I made the misses size 14, which corresponds to my high bust measurement and is usually a pretty good length for my shoulders. Unusually I did not, however, grade out at the waist and hips. This was because there’s quite a bit of ease in the pattern and I figured I could adapt the length of elastic for a comfy fit. I use this approach occasionally with certain types of patterns and it often works well, but this time it wasn’t so successful. The final dress is okay in terms of circumference, but it turns out I don’t have enough length in centre front.

You can see the waistline creeeeppping up here

It looks great first thing in the morning, but I’m a person who tends to puff up over the course of a day, so by the evening that elasticated waistband has slipped higher up my body and this throws off the top half of the garment. Bummer! I should have made the full bust adjustment as that would have given me the extra length.

One of the notable details of the dress is the cute little drawstring shoulders and I prefer to wear them quite cinched up. Lots of people leave the dolman sleeve further out, but I think it makes me look a bit cuboid, so I like them better like this. The only disadvantage is that it creates a couple of little folds in the bodice when it’s tied so tight, but I can live with that.

Another aspect of the project that I wasn’t over the moon about was my pattern placement. I spent quite a bit of time working on this as I had limited fabric, but I didn’t do a great job. It’s one of the rayons that Ruby Star Society brought out last year or 2019 and is called “Daydream Meadow”. I think it matches the vibe of the dress quite well and is lovely and flowing, making it very nice to wear against the skin.

I’m actually technically wearing the dress backwards in these pics. One positive aspect of not doing the FBA is that the front and back are very similar, so it doesn’t really matter and I can’t help but feel that the two swirls on my back (originally the front) look like boobs that have slipped to my waist (see above). It probably doesn’t seem that way to anyone else, but once I saw it, I couldn’t unsee it. Haha, oh dear.

Construction

The dress itself is a very pleasant and fast sew. You might be wondering why I didn’t eliminate the centre front and back seams and avoid making the pattern placement even more tricky than necessary. Well, the answer is that you finish all the edges with bias tape before you stitch the bodice piece together, and this is much easier to do on a straight edge, rather than the V you would get if you cut the pieces on the fold. I haven’t come across this finishing method too much, but it works well and is very satisfyingly neat, as well as being much less fiddly this way.

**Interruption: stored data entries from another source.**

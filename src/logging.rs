// File logging. The terminal belongs to the UI, so logs never go to stderr.

use crate::error::StartupError;
use log::LevelFilter;
use std::fs::File;
use std::path::Path;

/// Install a file logger at `level`
pub fn init(path: &Path, level: LevelFilter) -> Result<(), StartupError> {
    let config = simplelog::ConfigBuilder::new()
        .set_location_level(LevelFilter::Off)
        .set_target_level(LevelFilter::Off)
        .set_thread_level(LevelFilter::Off)
        .build();
    let file = File::create(path).map_err(|source| StartupError::LogFile {
        path: path.to_path_buf(),
        source,
    })?;
    simplelog::WriteLogger::init(level, config, file)?;
    Ok(())
}
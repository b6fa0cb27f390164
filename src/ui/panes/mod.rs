//! TUI pane rendering modules
//!
//! - [`board`]: the board with the replayed path overlay, start marker and cursor
//! - [`status`]: status bar with path length, keybindings and drawing state
//!
//! Each pane module exports a `render_*` function that draws from borrowed
//! state and keeps nothing between frames.

pub mod board;
pub mod status;

pub use board::render_board_pane;
pub use status::{render_status_bar, StatusRenderData};
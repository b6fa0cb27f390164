//! Startup errors
//!
//! Only startup can fail. Once the session is running, anomalies are shown
//! on the board and terminal I/O errors propagate as [`std::io::Error`].

use std::io;
use std::path::PathBuf;
use thiserror::Error;

#[derive(Debug, Error)]
pub enum StartupError {
    #[error("cannot read board '{}': {source}", .path.display())]
    BoardUnreadable {
        path: PathBuf,
        #[source]
        source: io::Error,
    },

    #[error("cannot create log file '{}': {source}", .path.display())]
    LogFile {
        path: PathBuf,
        #[source]
        source: io::Error,
    },

    #[error("logger already installed")]
    Logger(#[from] log::SetLoggerError),

    #[error("terminal error: {0}")]
    Terminal(#[from] io::Error),
}
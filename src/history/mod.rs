// Undo history of archived paths

use crate::path::PathState;

/// LIFO of archived path snapshots. Unbounded: a session only grows it one
/// entry per freeze.
#[derive(Debug, Clone, Default)]
pub struct UndoStack {
    snapshots: Vec<PathState>,
}

impl UndoStack {
    pub fn new() -> Self {
        UndoStack {
            snapshots: Vec::new(),
        }
    }

    /// Archive a path
    pub fn push(&mut self, path: PathState) {
        self.snapshots.push(path);
    }

    /// Take back the most recent snapshot, if any
    pub fn pop(&mut self) -> Option<PathState> {
        self.snapshots.pop()
    }

    /// Most recent snapshot without removing it
    pub fn peek(&self) -> Option<&PathState> {
        self.snapshots.last()
    }

    pub fn len(&self) -> usize {
        self.snapshots.len()
    }

    pub fn is_empty(&self) -> bool {
        self.snapshots.is_empty()
    }
}
// traceboard: draw a path across a text board

use std::io;
use std::process::ExitCode;

use clap::Parser;
use crossterm::{
    execute,
    terminal::{disable_raw_mode, enable_raw_mode, EnterAlternateScreen, LeaveAlternateScreen},
};
use ratatui::{backend::CrosstermBackend, Terminal};

use traceboard::board::Board;
use traceboard::config::Cli;
use traceboard::error::StartupError;
use traceboard::logging;
use traceboard::session::Session;
use traceboard::ui::App;

fn main() -> ExitCode {
    let cli = Cli::parse();

    match run(cli) {
        Ok(()) => ExitCode::SUCCESS,
        Err(e) => {
            eprintln!("Error: {}", e);
            ExitCode::FAILURE
        }
    }
}

fn run(cli: Cli) -> Result<(), StartupError> {
    if let Some(path) = &cli.log_file {
        logging::init(path, cli.log_level)?;
    }

    // The board must load before the terminal is touched
    let board = Board::load(&cli.board)?;
    let config = cli.session_config();
    log::info!(
        "loaded {} ({}x{}, start at {},{}), threshold {}, replay {:?}",
        cli.board.display(),
        board.width(),
        board.height(),
        board.anchor().x,
        board.anchor().y,
        config.threshold,
        config.replay
    );

    // Set up terminal
    enable_raw_mode()?;
    let mut stdout = io::stdout();
    execute!(stdout, EnterAlternateScreen)?;
    let backend = CrosstermBackend::new(stdout);
    let mut terminal = Terminal::new(backend)?;

    let mut app = App::new(Session::new(board, config));
    let res = app.run(&mut terminal);

    // Restore terminal
    disable_raw_mode()?;
    execute!(terminal.backend_mut(), LeaveAlternateScreen)?;
    terminal.show_cursor()?;

    res?;
    log::info!("session ended");
    Ok(())
}
//! Canonical path encoding
//!
//! A path is an anchor plus an ordered list of [`MoveVector`] deltas. Absolute
//! positions are never stored; the replay engine re-derives them every frame.
//!
//! Appending the exact negation of the last move removes that move instead, so
//! the list never holds an adjacent self-cancelling pair.

use crate::board::Position;
use std::ops::Neg;

/// One recorded step. Normally a unit delta on a single axis, but any delta
/// is representable (large moves and diagonals render as generic glyphs).
#[derive(Debug, Clone, Copy, PartialEq, Eq, Hash)]
pub struct MoveVector {
    pub dx: i32,
    pub dy: i32,
}

impl MoveVector {
    pub const RIGHT: MoveVector = MoveVector::new(1, 0);
    pub const LEFT: MoveVector = MoveVector::new(-1, 0);
    pub const DOWN: MoveVector = MoveVector::new(0, 1);
    pub const UP: MoveVector = MoveVector::new(0, -1);

    pub const fn new(dx: i32, dy: i32) -> Self {
        MoveVector { dx, dy }
    }

    /// Multiply both components by `factor`
    pub const fn scaled(self, factor: i32) -> Self {
        MoveVector::new(self.dx * factor, self.dy * factor)
    }

    pub const fn offset(self) -> Position {
        Position::new(self.dx, self.dy)
    }

    /// Heads-up display code for this delta
    pub fn letter(self) -> char {
        match (self.dx, self.dy) {
            (dx, dy) if dx != 0 && dy != 0 => '!',
            (1, _) => 'd',
            (-1, _) => 'a',
            (_, 1) => 's',
            (_, -1) => 'w',
            _ => '?',
        }
    }
}

impl Neg for MoveVector {
    type Output = MoveVector;

    fn neg(self) -> MoveVector {
        MoveVector::new(-self.dx, -self.dy)
    }
}

/// The path being drawn (or a snapshot of one)
#[derive(Debug, Clone, PartialEq, Eq)]
pub struct PathState {
    pub anchor: Position,
    moves: Vec<MoveVector>,
    pub active: bool,
}

impl PathState {
    /// Start a fresh, active path at `anchor`
    pub fn new(anchor: Position) -> Self {
        PathState {
            anchor,
            moves: Vec::new(),
            active: true,
        }
    }

    pub fn moves(&self) -> &[MoveVector] {
        &self.moves
    }

    pub fn len(&self) -> usize {
        self.moves.len()
    }

    pub fn is_empty(&self) -> bool {
        self.moves.is_empty()
    }

    /// Append `delta`, or drop the last move if `delta` retraces it
    pub fn append_or_cancel(&mut self, delta: MoveVector) {
        if self.moves.last().is_some_and(|&last| delta == -last) {
            self.moves.pop();
        } else {
            self.moves.push(delta);
        }
    }

    /// Remove the last move while active. Returns the removed delta so the
    /// caller can walk the cursor back.
    pub fn backspace(&mut self) -> Option<MoveVector> {
        if !self.active {
            return None;
        }
        self.moves.pop()
    }

    pub fn toggle_active(&mut self) {
        self.active = !self.active;
    }

    /// Drop every move, keeping the anchor
    pub fn clear(&mut self) {
        self.moves.clear();
    }

    /// Absolute end point of the path
    pub fn end(&self) -> Position {
        self.moves
            .iter()
            .fold(self.anchor, |pos, m| pos + m.offset())
    }

    pub fn to_letters(&self) -> String {
        self.moves.iter().map(|m| m.letter()).collect()
    }
}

Here are a couple of other notes I made:

  • Staystitch at a scant 1/4″ or even 1/8″ to avoid it being seen on the right side after applying the bias tape
  • Understitch the bias to help it lay flatter. I remembered this tip from a class a while back and it worked great.
  • I didn’t like the waist elastic application instructions. I found it difficult to get even gathers, so I unpicked my first attempt and made the channel first, before inserting the elastic with a bodkin. It also wasn’t super easy, but I got a better result.
  • I didn’t have enough fabric left to make the drawstring (it was a really tight fit!), so I used what was left of my bias tape, folded over and sewn down. It works very well and is quite sturdy, so holds your desired level of cinch beautifully.

Conclusion

Overall, this is a fun little summer dress with a slightly different silhouette. Next time, as well as make the aforementioned sizing tweaks, I think I would make the V neck a little deeper for my own personal preferences. And that’s about it for this post! Look out soon for my version of one of July’s Seamwork patterns, which I absolutely adore. I can’t wait to show you!

Note: I’m a member of the Seamwork ambassador team, which gives me a chance to have some input into the behind-the-scenes workings over at Seamwork HQ, giving feedback on patterns, magazine articles, etc. In return, I am subscribed to the service for free for a year. Nevertheless, I’m not under any obligation to write subjective reviews of Seamwork patterns and all opinions remain my own.